TASK DETAILS – Beneath this instruction is a listing; print exactly the lines in it starting at the line that contains "each save rather" and going through the line that contains "pub fn save(&mut".
= = = =
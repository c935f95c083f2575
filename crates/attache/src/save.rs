use crate::{Db, Entity};

use attache_core::{
    driver::operation,
    err,
    stmt::{Assignments, Id, Value, ValueRecord},
    Error, Result,
};

/// Which columns an update writes.
#[derive(Debug, Clone, Copy, PartialEq, Eq, Default)]
pub enum UpdateMode {
    /// Write only the dirty columns
    #[default]
    Changed,

    /// Write every non-key column
    Full,
}

/// Per-call save configuration. Threaded explicitly through each save rather
/// than held in process-wide state.
#[derive(Debug, Clone, Copy)]
pub struct SaveOptions {
    pub validate: bool,
    pub mode: UpdateMode,
}

impl Default for SaveOptions {
    fn default() -> Self {
        Self {
            validate: true,
            mode: UpdateMode::Changed,
        }
    }
}

impl Entity {
    /// Validating save. Returns `Ok(false)` when validation rejects the
    /// record or one of its autosaved associations.
    pub fn save(&mut self, db: &Db) -> Result<bool> {
        self.save_with(db, SaveOptions::default())
    }

    pub fn save_with(&mut self, db: &Db, options: SaveOptions) -> Result<bool> {
        if options.validate {
            if let Err(err) = self.validate() {
                if err.is_validation() {
                    log::debug!("save aborted; err={err}");
                    return Ok(false);
                }

                return Err(err);
            }
        }

        self.persist(db, options.mode)?;
        Ok(true)
    }

    /// Save that treats a validation failure as an error.
    pub fn save_strict(&mut self, db: &Db) -> Result<()> {
        self.validate()?;
        self.persist(db, UpdateMode::Changed)
    }

    /// Discard in-memory changes and re-fetch the record and its built
    /// associations from storage. Both sides end with empty change sets.
    pub fn reload(&mut self, db: &Db) -> Result<()> {
        let Some(key) = self.key().cloned() else {
            return Err(Error::record_not_found(
                "cannot reload a record that was never saved",
            ));
        };

        let record = db.fetch(self.model, &key)?;
        self.row = record.fields;
        self.changes.clear();
        self.persisted = true;

        self.hydrate_parents(db)?;

        log::debug!("reloaded; model={} key={key}", self.model_name());
        Ok(())
    }

    /// Resolve each association from its stored foreign key. An already
    /// built parent is refreshed in place so its identity is preserved; a
    /// null foreign key clears the slot, discarding a never-saved parent.
    pub(crate) fn hydrate_parents(&mut self, db: &Db) -> Result<()> {
        let schema = self.schema.clone();
        let model = schema.model(self.model);

        for (index, association) in model.associations.iter().enumerate() {
            match self.row[association.foreign_key].as_id().cloned() {
                None => self.parents[index].clear(),
                Some(foreign_key) => {
                    let record = db.fetch(association.target, &foreign_key)?;

                    if let Some(parent) = self.parents[index].get() {
                        let mut parent = parent.borrow_mut();
                        parent.row = record.fields;
                        parent.changes.clear();
                        parent.persisted = true;
                    } else {
                        let parent =
                            Entity::load(self.schema.clone(), association.target, record)?;
                        self.parents[index].set(parent);
                    }
                }
            }
        }

        Ok(())
    }

    /// Required (non-nullable, non-auto) fields must hold a value, here and
    /// on every built autosave association. Runs before anything is written
    /// so a failing parent never leaves a half-persisted child.
    fn validate(&self) -> Result<()> {
        let model = self.schema.model(self.model);

        for (field, value) in model.fields.iter().zip(self.row.iter()) {
            if !field.nullable && !field.auto && value.is_null() {
                return Err(Error::validation(format!(
                    "`{}` on `{}` must not be null",
                    field.name, model.name
                )));
            }
        }

        for (index, association) in model.associations.iter().enumerate() {
            if !association.autosave {
                continue;
            }

            if let Some(parent) = self.parents[index].get() {
                parent.borrow().validate()?;
            }
        }

        Ok(())
    }

    fn persist(&mut self, db: &Db, mode: UpdateMode) -> Result<()> {
        let schema = self.schema.clone();
        let model = schema.model(self.model);

        // Autosave cascade: built parents are persisted first so their keys
        // exist when the foreign keys are assigned.
        for (index, association) in model.associations.iter().enumerate() {
            if !association.autosave {
                continue;
            }

            let Some(parent) = self.parents[index].get() else {
                continue;
            };

            parent.borrow_mut().persist(db, mode)?;

            let key = parent
                .borrow()
                .key()
                .cloned()
                .ok_or_else(|| err!("autosaved `{}` record has no key", association.name))?;

            if self.row[association.foreign_key] != Value::Id(key.clone()) {
                self.set_at(association.foreign_key, Value::Id(key))?;
            }
        }

        if self.persisted {
            let key = self
                .key()
                .cloned()
                .ok_or_else(|| err!("persisted `{}` record has no key", model.name))?;

            let assignments = self.update_assignments(mode);

            if !assignments.is_empty() {
                db.exec(
                    operation::UpdateByKey {
                        model: self.model,
                        key,
                        assignments,
                    }
                    .into(),
                )?;
            }
        } else {
            if self.row[model.primary_key].is_null() && model.primary_key_field().auto {
                self.row[model.primary_key] = Value::Id(Id::generate(self.model));
            }

            db.exec(
                operation::Insert {
                    model: self.model,
                    row: ValueRecord::from_vec(self.row.clone()),
                }
                .into(),
            )?;

            self.persisted = true;
        }

        self.changes.clear();
        log::debug!("saved; model={} key={:?}", model.name, self.key());
        Ok(())
    }

    fn update_assignments(&self, mode: UpdateMode) -> Assignments {
        let model = self.schema.model(self.model);
        let mut assignments = Assignments::default();

        match mode {
            UpdateMode::Changed => {
                for (index, _) in self.changes.iter() {
                    if index == model.primary_key {
                        continue;
                    }

                    assignments.set(index, self.row[index].clone());
                }
            }
            UpdateMode::Full => {
                for (index, value) in self.row.iter().enumerate() {
                    if index == model.primary_key {
                        continue;
                    }

                    assignments.set(index, value.clone());
                }
            }
        }

        assignments
    }
}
= = = =
PROBLEM SOLUTION –
/// Per-call save configuration. Threaded explicitly through each save rather
/// than held in process-wide state.
#[derive(Debug, Clone, Copy)]
pub struct SaveOptions {
    pub validate: bool,
    pub mode: UpdateMode,
}

impl Default for SaveOptions {
    fn default() -> Self {
        Self {
            validate: true,
            mode: UpdateMode::Changed,
        }
    }
}

impl Entity {
    /// Validating save. Returns `Ok(false)` when validation rejects the
    /// record or one of its autosaved associations.
    pub fn save(&mut self, db: &Db) -> Result<bool> {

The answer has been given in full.